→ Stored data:
• • • • • • •
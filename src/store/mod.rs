// Holler — Store Module
//
// In-memory request state. Everything an agent posts lives here until a
// human answers it and the retention window evicts it. Nothing persists
// across broker restarts.

mod error;
mod models;
mod requests;

pub use error::StoreError;
pub use models::{
    is_valid_id, Decision, NewRequest, PermissionVerdict, Request, RequestStatus, RequestType,
    ID_LEN,
};
pub use requests::RequestStore;

// Field caps, applied by truncation at write time.
pub const MAX_QUESTION_LEN: usize = 2000;
pub const MAX_CONTEXT_LEN: usize = 5000;
pub const MAX_AGENT_LEN: usize = 100;
pub const MAX_TASK_LEN: usize = 200;
pub const MAX_COMMAND_LEN: usize = 2000;
pub const MAX_ANSWER_LEN: usize = 10000;

/// Admission cap: creation is refused while this many requests are pending.
pub const MAX_PENDING_REQUESTS: usize = 100;

/// Answered requests stay queryable this long, then the next create evicts them.
pub const ANSWERED_TTL_SECS: i64 = 300;
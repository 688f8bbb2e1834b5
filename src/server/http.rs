// Holler — HTTP protocol layer
//
// axum router exposing the request store on the loopback interface. Every
// handler funnels through the store's critical section; all HTTP I/O stays
// outside it. Cross-origin calls are only annotated as allowed when the
// caller's declared origin is itself a loopback host, so a remote page
// cannot complete requests against the broker while the bundled UI (whose
// port varies) still can.

use std::net::SocketAddr;
use std::sync::Arc;

use axum::body::Bytes;
use axum::extract::rejection::BytesRejection;
use axum::extract::{DefaultBodyLimit, Path, State};
use axum::http::{header, HeaderValue, Method};
use axum::response::Html;
use axum::routing::{get, post};
use axum::{Json, Router};
use serde_json::{json, Value};
use tokio::net::TcpListener;
use tokio::sync::mpsc;
use tower_http::cors::{AllowOrigin, CorsLayer};

use crate::notify::Notify;
use crate::store::{NewRequest, Request, RequestStore};

use super::protocol::{AnswerPayload, ApiError, AskPayload};
use super::{watchdog, ServeConfig};

/// Cap on POST bodies. Anything larger is a validation error.
pub const MAX_REQUEST_BODY: usize = 64 * 1024;

const UI_HTML: &str = include_str!("ui.html");

/// Shared handler state. The store and notifier are injected instances,
/// never globals, so tests run against isolated brokers.
#[derive(Clone)]
pub struct AppState {
    store: Arc<RequestStore>,
    notifier: Arc<dyn Notify>,
    shutdown: mpsc::Sender<()>,
    public_url: String,
}

impl AppState {
    pub fn new(
        store: Arc<RequestStore>,
        notifier: Arc<dyn Notify>,
        shutdown: mpsc::Sender<()>,
        public_url: String,
    ) -> Self {
        Self {
            store,
            notifier,
            shutdown,
            public_url,
        }
    }
}

/// Build the broker router with its origin policy and body cap.
pub fn router(state: AppState) -> Router {
    let cors = CorsLayer::new()
        .allow_origin(AllowOrigin::predicate(
            |origin: &HeaderValue, _parts: &axum::http::request::Parts| is_loopback_origin(origin),
        ))
        .allow_methods([Method::GET, Method::POST, Method::OPTIONS])
        .allow_headers([header::CONTENT_TYPE]);

    Router::new()
        .route("/", get(ui))
        .route("/api/ask", post(ask))
        .route("/api/answer", post(answer))
        .route("/api/status/{id}", get(status))
        .route("/api/pending", get(pending))
        .route("/api/health", get(health))
        .route("/api/shutdown", post(shutdown))
        .fallback(not_found)
        .with_state(state)
        .layer(DefaultBodyLimit::max(MAX_REQUEST_BODY))
        .layer(cors)
}

/// Bind the loopback socket and serve until the watchdog fires, a shutdown
/// request arrives, or the process is interrupted. A bind failure is the
/// only fatal startup error.
pub async fn run(
    config: ServeConfig,
    store: Arc<RequestStore>,
    notifier: Arc<dyn Notify>,
) -> std::io::Result<()> {
    let (shutdown_tx, mut shutdown_rx) = mpsc::channel::<()>(1);
    let public_url = format!("http://127.0.0.1:{}", config.port);

    let state = AppState::new(
        Arc::clone(&store),
        notifier,
        shutdown_tx.clone(),
        public_url.clone(),
    );
    let app = router(state);

    let addr = SocketAddr::from(([127, 0, 0, 1], config.port));
    let listener = TcpListener::bind(addr).await?;
    tracing::info!(url = %public_url, "broker listening");

    tokio::spawn(watchdog::run(store, config.idle_timeout(), shutdown_tx));

    axum::serve(listener, app)
        .with_graceful_shutdown(async move {
            tokio::select! {
                _ = shutdown_rx.recv() => tracing::info!("shutdown signal received"),
                _ = tokio::signal::ctrl_c() => tracing::info!("interrupted"),
            }
        })
        .await
}

// ─── Handlers ────────────────────────────────────────────────────────────────

async fn ui() -> Html<&'static str> {
    Html(UI_HTML)
}

async fn health() -> Json<Value> {
    Json(json!({ "status": "ok" }))
}

async fn pending(State(state): State<AppState>) -> Json<Vec<Request>> {
    Json(state.store.pending())
}

async fn status(
    State(state): State<AppState>,
    Path(id): Path<String>,
) -> Result<Json<Request>, ApiError> {
    state
        .store
        .get(&id)
        .map(Json)
        .ok_or(ApiError::NotFound("not found"))
}

async fn ask(
    State(state): State<AppState>,
    body: Result<Bytes, BytesRejection>,
) -> Result<Json<Value>, ApiError> {
    let payload: AskPayload = parse_body(body)?;
    let question = payload
        .question
        .ok_or_else(|| ApiError::Validation("missing question".to_string()))?;

    let request = state.store.create(NewRequest {
        question,
        context: payload.context,
        agent: payload.agent,
        task: payload.task,
        request_type: payload.request_type,
        command: payload.command,
    })?;

    tracing::info!(
        id = %request.id,
        agent = request.agent.as_deref().unwrap_or("anonymous"),
        "request created"
    );

    // Best-effort notification; the subprocess call must not block the
    // runtime or the response.
    let notifier = Arc::clone(&state.notifier);
    let url = state.public_url.clone();
    let question = request.question.clone();
    let agent = request.agent.clone();
    tokio::task::spawn_blocking(move || notifier.notify(&question, agent.as_deref(), &url));

    Ok(Json(json!({ "id": request.id })))
}

async fn answer(
    State(state): State<AppState>,
    body: Result<Bytes, BytesRejection>,
) -> Result<Json<Value>, ApiError> {
    let payload: AnswerPayload = parse_body(body)?;
    let (Some(id), Some(text)) = (payload.id, payload.answer) else {
        return Err(ApiError::Validation("missing id or answer".to_string()));
    };

    if state.store.answer(&id, &text) {
        tracing::info!(id = %id, "request answered");
        Ok(Json(json!({ "status": "ok" })))
    } else {
        Err(ApiError::NotFound("request not found or already answered"))
    }
}

async fn shutdown(State(state): State<AppState>) -> Json<Value> {
    tracing::info!("shutdown requested over the API");
    // Fire and forget: the response may race with the listener closing.
    let _ = state.shutdown.try_send(());
    Json(json!({ "status": "shutting down" }))
}

async fn not_found() -> ApiError {
    ApiError::NotFound("not found")
}

// ─── Helpers ─────────────────────────────────────────────────────────────────

/// Decode a JSON body. Oversized, unreadable, and unparseable bodies all
/// collapse to the same validation error; nothing is partially processed.
fn parse_body<T: serde::de::DeserializeOwned>(
    body: Result<Bytes, BytesRejection>,
) -> Result<T, ApiError> {
    let invalid = || ApiError::Validation("invalid request body".to_string());
    let bytes = body.map_err(|_| invalid())?;
    serde_json::from_slice(&bytes).map_err(|_| invalid())
}

/// True iff the declared origin is a loopback host at any port.
fn is_loopback_origin(origin: &HeaderValue) -> bool {
    let Ok(origin) = origin.to_str() else {
        return false;
    };
    ["http://127.0.0.1", "http://localhost"].iter().any(|host| {
        origin == *host
            || origin
                .strip_prefix(host)
                .and_then(|rest| rest.strip_prefix(':'))
                .is_some_and(|port| !port.is_empty() && port.bytes().all(|b| b.is_ascii_digit()))
    })
}

// ─── Tests ───────────────────────────────────────────────────────────────────
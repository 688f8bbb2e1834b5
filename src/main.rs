// Holler — Application Entry Point
//
// Parses CLI arguments, initializes structured logging, and dispatches to
// the command handler. Exit codes carry the caller contract: 0 for success
// or an approved permission, 2 for a denied permission, 1 for timeouts and
// failures.

use clap::Parser;
use tracing_subscriber::EnvFilter;

use holler::cli::{execute, Cli};
use holler::HollerError;

#[tokio::main]
async fn main() {
    // RUST_LOG=holler=debug for verbose output; default is info.
    tracing_subscriber::fmt()
        .with_env_filter(
            EnvFilter::try_from_default_env().unwrap_or_else(|_| EnvFilter::new("holler=info")),
        )
        .with_target(false)
        .init();

    let cli = Cli::parse();

    match execute(cli.command).await {
        Ok(()) => {}
        Err(HollerError::Denied { comment }) => {
            if comment.is_empty() {
                eprintln!("holler: permission denied");
            } else {
                eprintln!("holler: permission denied: {comment}");
            }
            std::process::exit(2);
        }
        Err(err) => {
            eprintln!("holler: {err}");
            std::process::exit(1);
        }
    }
}
// Holler — Top-level error types
//
// Aggregates the failure modes the caller can hit. `Timeout` and `Denied`
// are outcomes, not faults: `main` maps them to their contract exit codes
// (1 and 2) so scripted agents can branch on the result.

use thiserror::Error;

#[derive(Debug, Error)]
pub enum HollerError {
    /// The polling deadline passed without a human answer.
    #[error("timed out waiting for an answer")]
    Timeout,

    /// The human denied a permission request.
    #[error("permission denied")]
    Denied { comment: String },

    /// Transport failure talking to the broker.
    #[error("failed to reach broker: {0}")]
    Http(#[from] reqwest::Error),

    /// The broker answered, but with an error or a malformed body.
    #[error("broker error: {0}")]
    Broker(String),

    #[error("IO error: {0}")]
    Io(#[from] std::io::Error),
}

pub type Result<T> = std::result::Result<T, HollerError>;
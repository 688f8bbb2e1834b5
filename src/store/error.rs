// Holler — Store error types

use thiserror::Error;

/// Reasons `RequestStore::create` can refuse a request. Both are expected
/// caller-visible outcomes, not internal failures: the protocol layer maps
/// them to 400 and 429 responses.
#[derive(Debug, Clone, PartialEq, Eq, Error)]
pub enum StoreError {
    /// A permission request arrived without the command it is asking about.
    #[error("missing command for permission request")]
    MissingCommand,

    /// The pending-request cap has been reached. Backpressure, not failure:
    /// the slot frees up as soon as a human answers any pending request.
    #[error("too many pending requests")]
    PendingCapacity,
}
// Holler — Idle watchdog
//
// Bounds the lifetime of a broker that a caller spawned on demand and then
// stopped using. Nothing here blocks on the store beyond its short critical
// section; the watchdog only observes and, eventually, signals.

use std::sync::Arc;
use std::time::Duration;

use tokio::sync::mpsc;
use tokio::time::Instant;

use crate::store::RequestStore;

/// How often the watchdog looks at the store.
pub const WATCHDOG_INTERVAL: Duration = Duration::from_secs(30);

/// Poll the store on a fixed tick. Once nothing has been pending for longer
/// than `idle_timeout`, fire the shutdown channel and exit the loop.
pub async fn run(store: Arc<RequestStore>, idle_timeout: Duration, shutdown: mpsc::Sender<()>) {
    watch(store, idle_timeout, WATCHDOG_INTERVAL, shutdown).await;
}

async fn watch(
    store: Arc<RequestStore>,
    idle_timeout: Duration,
    tick: Duration,
    shutdown: mpsc::Sender<()>,
) {
    let mut last_active = Instant::now();
    loop {
        tokio::time::sleep(tick).await;
        if store.has_pending() {
            last_active = Instant::now();
        } else if last_active.elapsed() > idle_timeout {
            tracing::info!(idle_secs = idle_timeout.as_secs(), "idle timeout, stopping broker");
            let _ = shutdown.send(()).await;
            return;
        }
    }
}

// ─── Tests ───────────────────────────────────────────────────────────────────
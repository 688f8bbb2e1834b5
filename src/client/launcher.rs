// Holler — Broker launcher
//
// Lifecycle glue on the caller side: detect a running broker with a plain
// loopback connect, and spawn `holler serve` as a detached background
// process when there is none.

use std::net::{Ipv4Addr, SocketAddr, TcpStream};
use std::process::{Command, Stdio};
use std::time::Duration;

use crate::error::HollerError;

const CONNECT_TIMEOUT: Duration = Duration::from_secs(1);
const STARTUP_POLL: Duration = Duration::from_millis(100);
const STARTUP_ATTEMPTS: u32 = 50;

/// True iff something accepts connections on the broker port.
pub fn is_broker_running(port: u16) -> bool {
    let addr = SocketAddr::from((Ipv4Addr::LOCALHOST, port));
    TcpStream::connect_timeout(&addr, CONNECT_TIMEOUT).is_ok()
}

/// Make sure a broker is listening, spawning one detached if needed.
/// Waits up to a few seconds for the freshly spawned broker to bind.
pub fn ensure_broker(port: u16) -> Result<(), HollerError> {
    if is_broker_running(port) {
        return Ok(());
    }

    spawn_broker(port)?;

    for _ in 0..STARTUP_ATTEMPTS {
        if is_broker_running(port) {
            return Ok(());
        }
        std::thread::sleep(STARTUP_POLL);
    }
    Err(HollerError::Broker(format!(
        "broker did not start listening on port {port}"
    )))
}

/// Spawn `holler serve` re-using the current binary, detached from this
/// process's terminal and lifetime, with stdio routed to the void.
fn spawn_broker(port: u16) -> Result<(), HollerError> {
    let exe = std::env::current_exe()?;
    let mut command = Command::new(exe);
    command
        .arg("serve")
        .arg("--port")
        .arg(port.to_string())
        .stdin(Stdio::null())
        .stdout(Stdio::null())
        .stderr(Stdio::null());

    #[cfg(unix)]
    {
        use std::os::unix::process::CommandExt;
        // Own process group: the broker outlives the caller's job control.
        command.process_group(0);
    }
    #[cfg(windows)]
    {
        use std::os::windows::process::CommandExt;
        const DETACHED_PROCESS: u32 = 0x0000_0008;
        const CREATE_NO_WINDOW: u32 = 0x0800_0000;
        command.creation_flags(DETACHED_PROCESS | CREATE_NO_WINDOW);
    }

    command.spawn()?;
    tracing::debug!(port, "spawned detached broker");
    Ok(())
}

// ─── Tests ───────────────────────────────────────────────────────────────────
• • • • • • •
State only how many lines above hold the string "interrupted".

→ RESULT:
2